The Duterte administration vowed to allocate all the tariffs collected from rice imports for programs aimed at helping farmers cut production cost, according to the Philippine Development Plan (PDP) 2017-2022.
The country’s economic blueprint said the amendment of the Agricultural Tariffication Act of 1996, or Republic Act (RA) 8178, is included on the priority legislative agenda of the Duterte administration.
“Replace quantitative restrictions [QR] on rice with tariffs.
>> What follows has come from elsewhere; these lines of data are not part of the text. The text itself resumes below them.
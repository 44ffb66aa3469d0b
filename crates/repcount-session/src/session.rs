//! Frame-synchronous session controller.
//!
//! Until an exercise is identified, frames feed the classifier. Once a
//! window resolves to a known exercise, the matching policy is locked in for
//! the rest of the session and every later frame drives its stage machine.
//!
//! Frames must arrive in capture order from a single caller.

use std::sync::Arc;

use repcount_classifier::{
    ExerciseClassifier, FeatureExtractor, InferenceModel, LabelDecoder, WindowResolver,
    WindowVerdict,
};
use repcount_core::{ExerciseKind, PoseLandmarks, Result, SessionId, Stage, Timestamp};
use repcount_exercise::{ExercisePolicy, RepCounter, RepTally, StageMachine, Transition};
use serde::{Deserialize, Serialize};

use crate::config::SessionConfig;

/// Session state visible to the caller after each frame
#[derive(Debug, Clone, Copy, PartialEq, Eq, Serialize, Deserialize)]
pub struct FrameStatus {
    pub exercise: Option<ExerciseKind>,
    pub stage: Stage,
    pub valid_reps: u32,
}

/// Result of [`SessionController::process_frame`]
#[derive(Debug, Clone, Copy, PartialEq, Eq)]
pub enum FrameOutcome {
    /// The estimator found no body; nothing changed
    NoLandmarks(FrameStatus),
    Processed(FrameStatus),
}

impl FrameOutcome {
    pub fn status(&self) -> &FrameStatus {
        match self {
            FrameOutcome::NoLandmarks(status) | FrameOutcome::Processed(status) => status,
        }
    }

    pub fn has_landmarks(&self) -> bool {
        matches!(self, FrameOutcome::Processed(_))
    }
}

/// Totals for a finished set
#[derive(Debug, Clone, PartialEq, Serialize, Deserialize)]
pub struct SetReport {
    pub session_id: SessionId,
    pub exercise: Option<ExerciseKind>,
    pub tally: RepTally,
    pub finished_at: Timestamp,
}

pub struct SessionController {
    id: SessionId,
    config: SessionConfig,
    /// Present until an exercise is identified
    classifier: Option<ExerciseClassifier>,
    /// Present once an exercise is identified
    machine: Option<StageMachine>,
    counter: RepCounter,
}
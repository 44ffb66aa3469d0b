//! # Repcount-Core
//!
//! Core types and utilities for counting exercise repetitions from
//! per-frame body landmarks.
//!
//! Landmarks arrive from an external pose estimator as normalized image
//! coordinates (y grows downward). Every angle in this workspace is a planar
//! joint angle in degrees, computed from the projection of those landmarks
//! onto the image plane.

pub mod error;
pub mod geometry;
pub mod types;

pub use error::{Error, Result};
pub use geometry::*;
pub use types::*;
//! # Repcount-Session
//!
//! Per-frame entry point for repetition counting.
//!
//! A [`SessionController`] owns the classifier, the identified exercise's
//! stage machine and the rep counter. Callers feed it one landmark set per
//! video frame, in capture order, and read back the current stage and rep
//! count.
//!
//! ```no_run
//! use repcount_core::ExerciseKind;
//! use repcount_session::{SessionConfig, SessionController};
//!
//! let mut session = SessionController::with_exercise(SessionConfig::default(), ExerciseKind::Squat)?;
//! let outcome = session.process_frame(None);
//! assert!(!outcome.has_landmarks());
//! # Ok::<(), repcount_core::Error>(())
//! ```

pub mod config;
pub mod session;

pub use self::config::*;
pub use session::*;
//! Game session: single owner of one player's game state

use std::sync::Arc;

use parking_lot::Mutex;
use rand::Rng;
use rand::SeedableRng;
use rand::rngs::StdRng;
use serde::{Deserialize, Serialize};

use crate::bonus::{BonusAward, BonusRoundEngine, BonusSpinOutcome, PendingBonus};
use crate::config::GameConfig;
use crate::error::{BonusError, SlotResult, SpinError};
use crate::events::GameEvent;
use crate::generator::OutcomeGenerator;
use crate::ledger::{LedgerState, SessionLedger, SpinApplication};
use crate::paytable::{PaylineEvaluator, SpinOutcome};
use crate::request::{SpinRequest, validate_request};
use crate::stats::{BalanceStats, SessionStats};
use crate::symbols::{Grid, SymbolTable};

/// Session handle shared between the host and the auto-play runner.
///
/// One lock acquisition covers a whole spin, bonus included.
pub type SharedSession<R = StdRng> = Arc<Mutex<GameSession<R>>>;

/// Everything one accepted spin did
#[derive(Debug, Clone, PartialEq, Serialize, Deserialize)]
pub struct SpinReport {
    pub request: SpinRequest,
    pub outcome: SpinOutcome,
    pub applied: SpinApplication,
    /// Bonus award credited right after this spin
    pub bonus: Option<BonusAward>,
    /// Ledger after the spin and any bonus
    pub ledger: LedgerState,
}

/// Game session
///
/// Owns config, RNG, ledger and bonus state. All mutation goes through
/// [`spin`](Self::spin) and the bonus-spin methods; there is no rollback.
pub struct GameSession<R: Rng = StdRng> {
    config: GameConfig,
    generator: OutcomeGenerator,
    evaluator: PaylineEvaluator,
    ledger: SessionLedger,
    bonus: BonusRoundEngine,
    rng: R,
    stats: SessionStats,
    last_request: Option<SpinRequest>,
    events: Vec<GameEvent>,
}

impl GameSession<StdRng> {
    /// Session seeded from the OS
    pub fn new(config: GameConfig) -> SlotResult<Self> {
        Self::with_rng(config, StdRng::from_os_rng())
    }

    /// Reproducible session
    pub fn seeded(config: GameConfig, seed: u64) -> SlotResult<Self> {
        Self::with_rng(config, StdRng::seed_from_u64(seed))
    }
}

impl<R: Rng> GameSession<R> {
    /// Create with an explicit random source
    pub fn with_rng(config: GameConfig, rng: R) -> SlotResult<Self> {
        config.validate()?;

        let symbols = SymbolTable::standard();
        let generator = OutcomeGenerator::new(config.grid, config.payouts.win_probability)?;
        log::info!(
            "[Session] new '{}' session: {}x{} grid, balance {}",
            config.name,
            config.grid.columns,
            config.grid.rows,
            config.starting_balance
        );

        Ok(Self {
            generator,
            evaluator: PaylineEvaluator::new(symbols, &config.payouts),
            ledger: SessionLedger::new(config.starting_balance, &config.payouts, &config.bonus),
            bonus: BonusRoundEngine::new(config.bonus),
            rng,
            stats: SessionStats::default(),
            last_request: None,
            events: Vec::new(),
            config,
        })
    }

    /// Wrap into a [`SharedSession`]
    pub fn into_shared(self) -> SharedSession<R> {
        Arc::new(Mutex::new(self))
    }

    // ═══════════════════════════════════════════════════════════════════════════
    // STATE
    // ═══════════════════════════════════════════════════════════════════════════

    pub fn config(&self) -> &GameConfig {
        &self.config
    }

    pub fn ledger(&self) -> &LedgerState {
        self.ledger.state()
    }

    /// Owned copy of the ledger
    pub fn snapshot(&self) -> LedgerState {
        self.ledger.state().clone()
    }

    pub fn balance(&self) -> i64 {
        self.ledger.balance()
    }

    pub fn stats(&self) -> &SessionStats {
        &self.stats
    }

    /// Chart series derived from the balance history
    pub fn balance_stats(&self) -> BalanceStats {
        BalanceStats::from_ledger(self.ledger.state())
    }

    pub fn pending_bonus(&self) -> Option<&PendingBonus> {
        self.bonus.pending()
    }

    /// Last request that passed validation
    pub fn last_request(&self) -> Option<SpinRequest> {
        self.last_request
    }

    pub fn symbols(&self) -> &SymbolTable {
        self.evaluator.symbols()
    }

    // ═══════════════════════════════════════════════════════════════════════════
    // SPIN EXECUTION
    // ═══════════════════════════════════════════════════════════════════════════

    /// Validate a request against the current balance without spinning
    pub fn validate(&self, request: &SpinRequest) -> Result<SpinRequest, SpinError> {
        validate_request(request, &self.config.bets, self.ledger.balance())
    }

    /// Validate, generate, evaluate and apply one spin
    pub fn spin(&mut self, request: SpinRequest) -> Result<SpinReport, SpinError> {
        let request = self.accept(request)?;
        let grid = self.generator.generate(self.evaluator.symbols(), &mut self.rng);
        Ok(self.resolve(request, grid))
    }

    /// Same pipeline with a supplied grid instead of a generated one.
    ///
    /// Rows beyond the grid's height are never evaluated.
    pub fn spin_with_grid(&mut self, request: SpinRequest, grid: Grid) -> Result<SpinReport, SpinError> {
        let request = self.accept(request)?;
        Ok(self.resolve(request, grid))
    }

    fn accept(&mut self, request: SpinRequest) -> Result<SpinRequest, SpinError> {
        match self.validate(&request) {
            Ok(valid) => {
                self.last_request = Some(valid);
                Ok(valid)
            }
            Err(err) => {
                log::warn!("[Session] spin rejected: {}", err);
                self.stats.record_rejection();
                self.events.push(GameEvent::rejected(request, &err));
                Err(err)
            }
        }
    }

    fn resolve(&mut self, request: SpinRequest, grid: Grid) -> SpinReport {
        let eval = self
            .evaluator
            .evaluate(&grid, request.line_count, request.bet_per_line);
        let outcome = SpinOutcome::new(grid, eval);
        let applied = self.ledger.apply_spin(&request, &outcome);
        self.stats.record_spin(&outcome, &applied);

        let round = self.ledger.state().round_index;
        self.events.push(GameEvent::SpinResolved {
            round,
            request,
            outcome: outcome.clone(),
            applied,
            ledger: self.snapshot(),
        });

        let bonus = if applied.triggered_bonus {
            self.events.push(GameEvent::BonusTriggered {
                round,
                consecutive_wins: self.ledger.consecutive_wins(),
            });
            let award = self.bonus.trigger_bonus(&mut self.ledger, &mut self.rng);
            self.stats.record_bonus(award.amount);
            self.events.push(GameEvent::BonusAwarded {
                award,
                ledger: self.snapshot(),
            });
            Some(award)
        } else {
            None
        };

        SpinReport {
            request,
            outcome,
            applied,
            bonus,
            ledger: self.snapshot(),
        }
    }

    // ═══════════════════════════════════════════════════════════════════════════
    // BONUS SUB-SPIN
    // ═══════════════════════════════════════════════════════════════════════════

    /// Play the open bonus sub-spin
    pub fn resolve_bonus_spin(&mut self) -> Result<BonusSpinOutcome, BonusError> {
        let outcome = self.bonus.resolve_bonus_spin(&mut self.ledger, &mut self.rng)?;
        self.stats.record_bonus_spin(outcome.credited());
        self.events.push(GameEvent::BonusSpinResolved {
            outcome,
            ledger: self.snapshot(),
        });
        Ok(outcome)
    }

    /// Close the open bonus sub-spin without playing it
    pub fn decline_bonus_spin(&mut self) -> Result<(), BonusError> {
        self.bonus.decline_bonus_spin()
    }

    // ═══════════════════════════════════════════════════════════════════════════
    // EVENTS
    // ═══════════════════════════════════════════════════════════════════════════

    /// Take every event emitted since the last drain
    pub fn drain_events(&mut self) -> Vec<GameEvent> {
        std::mem::take(&mut self.events)
    }

    pub(crate) fn push_event(&mut self, event: GameEvent) {
        self.events.push(event);
    }
}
The tariff proceeds from rice imports will be plowed back to the rice sector,” the PDP read.
While the PDP is cognizant of the adverse impact of the scrapping of the rice QR on small farmers, the government said the tariff collected from imports will be used to help them recoup their losses.
The Duterte administration said it has decided to allow the QR on rice to expire because of its potential impact on rice prices nationwide.
Rice, the government noted, accounts for 30.6 percent of the total food expenditure of the poorest 20 percent of households based on the 2012 Family Income and Expenditure Survey (FIES).
“It can help lower the price of rice, and this will benefit the general public, including farmers who are net consumers of rice,” the PDP stated.
Philippine Institute for Development Study (PIDS) senior research fellow Roehlano M. Briones said in a recent forum that the government’s rice self-sufficiency policy was responsible for increasing rice prices.
The rice self-sufficiency policy was supported by the granting of a second extension of the QR on rice in 2012.
Briones recommended repealing RA 8178, which exempted rice from tarrification; repealing the National Food Authority’s (NFA) import monopoly; and opening rice importation to the private sector.
The PIDS senior research fellow also underscored the important role of the Executive branch in defining an “informed tariff policy”.
In the first semester of 2014, poverty incidence rate rose to 25.8 percent. Former Socioeconomic Planning Secretary Arsenio M. Balisacan blamed this on the retention of the QR on rice.
Rice prices posted a double-digit growth of 11.9 percent in the first semester of 2014, from only 1.7 percent in the same period in 2013, on the back of a tight supply given lean harvests, coupled with less imports.
Amending RA 8178
Leaders of the House of Representatives have filed two separate bills seeking to place safety nets for Filipino rice producers by imposing tariffs in lieu of QR on rice imports and to amend RA 8178.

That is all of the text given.